ACTIVITY: Would you give the number of lines below in which the string "Some" appears? Nothing else is needed.

SUPPLIED DATA:
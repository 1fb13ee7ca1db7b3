//! Declarative synchronization of the mounted set.

use std::collections::BTreeSet;
use std::path::Path;

use super::{MountMode, MountRegistry};
use crate::Result;
use crate::canonical::{self, CanonicalPath};

/// What [`MountRegistry::sync`] changed.
#[derive(Debug, Clone, Default, PartialEq, Eq)]
pub struct SyncReport {
    /// Archives that were newly mounted.
    pub loaded: Vec<CanonicalPath>,
    /// Archives that were unmounted (and written back if dirty read-write).
    pub unloaded: Vec<CanonicalPath>,
    /// Archives that stayed mounted untouched.
    pub retained: Vec<CanonicalPath>,
}

impl SyncReport {
    /// Returns true if nothing was loaded or unloaded.
    pub fn is_noop(&self) -> bool {
        self.loaded.is_empty() && self.unloaded.is_empty()
    }
}

impl MountRegistry {
    /// Makes the mounted set exactly `targets`.
    ///
    /// Archives mounted but not listed are unloaded, listed archives not yet
    /// mounted are loaded with [`MountOptions::sync_mode`], and archives in
    /// both sets are left alone: they keep their scratch directory, mode and
    /// unsaved changes.
    ///
    /// Unloads happen before loads. The first failure stops the operation
    /// and is returned; changes made before it remain in effect.
    ///
    /// [`MountOptions::sync_mode`]: crate::MountOptions::sync_mode
    pub fn sync<I, P>(&mut self, targets: I) -> Result<SyncReport>
    where
        I: IntoIterator<Item = P>,
        P: AsRef<Path>,
    {
        let mode = self.options.sync_mode;
        self.sync_with_mode(targets, mode)
    }

    /// Like [`sync`](Self::sync), loading new archives with `mode`.
    pub fn sync_with_mode<I, P>(&mut self, targets: I, mode: MountMode) -> Result<SyncReport>
    where
        I: IntoIterator<Item = P>,
        P: AsRef<Path>,
    {
        let target = targets
            .into_iter()
            .map(|p| canonical::canonicalize(p))
            .collect::<Result<BTreeSet<_>>>()?;
        let current = self.active_mounts();

        let mut report = SyncReport {
            retained: current.intersection(&target).cloned().collect(),
            ..SyncReport::default()
        };

        for identity in current.difference(&target) {
            let _ = self.unload(identity)?;
            report.unloaded.push(identity.clone());
        }
        for identity in target.difference(&current) {
            let loaded = self.load(identity, mode)?;
            report.loaded.push(loaded.identity);
        }

        log::debug!(
            "Sync: {} loaded, {} unloaded, {} retained",
            report.loaded.len(),
            report.unloaded.len(),
            report.retained.len()
        );
        Ok(report)
    }
}

#[cfg(test)]
mod tests {
    use super::*;
    use crate::MountOptions;
    use crate::codec::ZipWriter;
    use std::fs::File;
    use tempfile::TempDir;

    #[test]
    fn test_sync_converges() {
        let dir = TempDir::new().unwrap();
        let [a, b, c] = ["a.zip", "b.zip", "c.zip"].map(|n| {
            let p = dir.path().join(n);
            ZipWriter::new(File::create(&p).unwrap()).finish().unwrap();
            p
        });

        let mut reg =
            MountRegistry::with_options(MountOptions::new().scratch_root(dir.path().join("s")));
        let first = reg.sync([&a, &b]).unwrap();
        assert_eq!(first.loaded.len(), 2);

        let scratch_b = reg.scratch_dir(&b).unwrap().to_path_buf();
        let report = reg.sync([&b, &c]).unwrap();

        assert_eq!(report.unloaded, [canonical::canonicalize(&a).unwrap()]);
        assert_eq!(report.loaded, [canonical::canonicalize(&c).unwrap()]);
        assert_eq!(report.retained, [canonical::canonicalize(&b).unwrap()]);
        assert_eq!(reg.scratch_dir(&b), Some(scratch_b.as_path()));
        assert_eq!(reg.mode(&c), Some(MountMode::ReadOnly));
        assert!(!reg.is_mounted(&a));

        assert!(reg.sync([&b, &c]).unwrap().is_noop());
        let cleared = reg.sync(Vec::<&Path>::new()).unwrap();
        assert_eq!(cleared.unloaded.len(), 2);
        assert!(reg.is_empty());
    }

    #[test]
    fn test_sync_with_mode() {
        let dir = TempDir::new().unwrap();
        let a = dir.path().join("a.zip");
        ZipWriter::new(File::create(&a).unwrap()).finish().unwrap();

        let mut reg =
            MountRegistry::with_options(MountOptions::new().scratch_root(dir.path().join("s")));
        let _ = reg.sync_with_mode([&a], MountMode::ReadWrite).unwrap();
        assert_eq!(reg.mode(&a), Some(MountMode::ReadWrite));
    }
}
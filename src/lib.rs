//! # site-gen
//!
//! A small static site generator for a blog: Markdown posts, an about page,
//! YAML variables and mustache-style templates.
//!
//! # Build Pipeline
//!
//! ```text
//! site-src/global.yml ─┐
//! built-in variables ──┴─► global scope ─► templates/common/* ─► shared scope
//!                                                                    │
//!              site-src/posts/<slug>/ ─► post scope ─► templates/posts/* ─► posts/<slug>/
//!              site-src/about/        ─► about scope ─► templates/about/* ─► about/
//! ```
//!
//! Each stage finishes before the next one starts, and the first error ends
//! the build.
//!
//! # Module Map
//!
//! | Module | Role |
//! |--------|------|
//! | [`generate`] | Build orchestration: output dir, scopes, posts, about, homepage |
//! | [`page`] | Scope resolution and atomic output of one content item |
//! | [`common`] | Shared fragments rendered once and exposed as `common.*` |
//! | [`locate`] | Finds the content file and variable file of an item directory |
//! | [`vars`] | Variable trees, shallow merging, YAML loading, global scope |
//! | [`template`] | Template discovery, naming rules, mustache rendering on Handlebars |
//! | [`markdown`] | Markdown to HTML |
//! | [`config`] | Optional `site-gen.toml`, merged over stock defaults |
//! | [`types`] | Shared types (`PageKind`, `ContentItem`, `BuildReport`) |
//! | [`output`] | CLI output formatting and debug diagnostics |
//!
//! # Design Decisions
//!
//! ## Shallow, Copying Merges
//!
//! Scopes are merged key by key with the later scope winning, and a nested
//! value is replaced rather than merged into. Every merge returns a new tree.
//! The shared scope is cloned for each item, so an item can never observe
//! another item's variables.
//!
//! ## Fragments Are Rendered HTML
//!
//! Common fragments see only the global scope. Pages embed their output with
//! `{{{common.header}}}`; a fragment cannot depend on the page it ends up in.
//!
//! ## No Partial Output
//!
//! The build directory must not exist, and each item is rendered into a
//! staging directory that is renamed into place once complete. A failed
//! build leaves fully written items or nothing, never half an item.

pub mod common;
pub mod config;
pub mod generate;
pub mod locate;
pub mod markdown;
pub mod output;
pub mod page;
pub mod template;
pub mod types;
pub mod vars;

#[cfg(test)]
pub(crate) mod test_helpers;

WRITTEN ANSWER: 3